The film is but one deliberately imperfect piece of a vast slipstream.

Guns of the Trees
Photo: Anthology Film Archives

Jonas Mekas establishes the tone of 1961’s Guns of the Trees with a director’s statement, declaring that the “mad heart of the insane world” has prevented him from finishing the film. What follows, Mekas asserts, is “a sketchbook,” a “madhouse sutra,” “a cry.” And such a description aptly articulates the film’s melodramatic, self-pitying sense of yearning, which is driven by Mekas’s career-spanning need to contexualize the divide of artifice that separates artist from audience. To Mekas, sketch-like scenes represent a refutation of staid, insidious craftsmanship that can smooth out rougher and more resonant contours.

In the case of the quasi-fictional Guns of the Trees, Mekas follows a handful of young people in New York City as they hang out and grapple with the state of modern existence, decrying America’s involvement in Cuba, the development of the atom bomb, and various other atrocities that underscore the awfulness of the imperial machine. Occasionally, Allen Ginsberg reads his poetry over the soundtrack, his scalding free-associational verse conjuring an anger that the film’s characters can’t quite articulate, while providing Guns of the Trees with another element of the literary. A little of Ginsberg’s poetry goes a long way. What is the “hunger of the cannibal abstract” and why can’t man endure it for long?

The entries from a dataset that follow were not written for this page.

//! Stable exit codes for the `psylang` CLI.

/// The program ran (or parsed) and its output was written.
pub const OK: i32 = 0;
/// Startup failed: unreadable source, invalid config or invalid arguments.
pub const INVALID: i32 = 1;
//! Diagnostic tracing for the interpreter and its host loop.
//!
//! Output goes to stderr so that stdout carries only program output (frames
//! and parse dumps).

use tracing_subscriber::{EnvFilter, fmt, layer::SubscriberExt, util::SubscriberInitExt};

/// Install the global subscriber. Call once, before parsing the program.
///
/// The level comes from `RUST_LOG` and falls back to `warn`, which surfaces
/// malformed task intervals. `debug` on the `psylang` target traces each
/// key dispatch, task firing and loop stop:
///
/// ```bash
/// RUST_LOG=psylang=debug psylang run demo.psy --virtual-time --ticks 90
/// ```
pub fn init() {
    let filter = EnvFilter::try_from_default_env().unwrap_or_else(|_| EnvFilter::new("warn"));

    tracing_subscriber::registry()
        .with(filter)
        .with(fmt::layer().with_writer(std::io::stderr).compact())
        .init();
}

Ginsberg’s bebop phrasing complements Mekas’s fragmentary images, which are alternately ludicrous and lovely. In keeping with the sketchbook concept, the film wears its unevenness and looseness as aesthetic badges of honor. A framing device in which two businessmen in white mime makeup wander a cabbage patch in near hysteria, in all likelihood embodying the ageless corruption of man, is self-consciously oblique and edgy, feeling like an earnest film student’s pastiche of 1920s-era avant-garde tropes. Other scenes, however, poignantly detail life in the early ’60s, such as when a woman sits her husband down in a chair in their loft and cuts his hair, or when a man tries to talk his drinking buddy down from an intoxicated rant. These scenes have the humor and behavioral specificity of John Cassasvetes’s films, evoking the comforting rhythm of the little moments that come to define us.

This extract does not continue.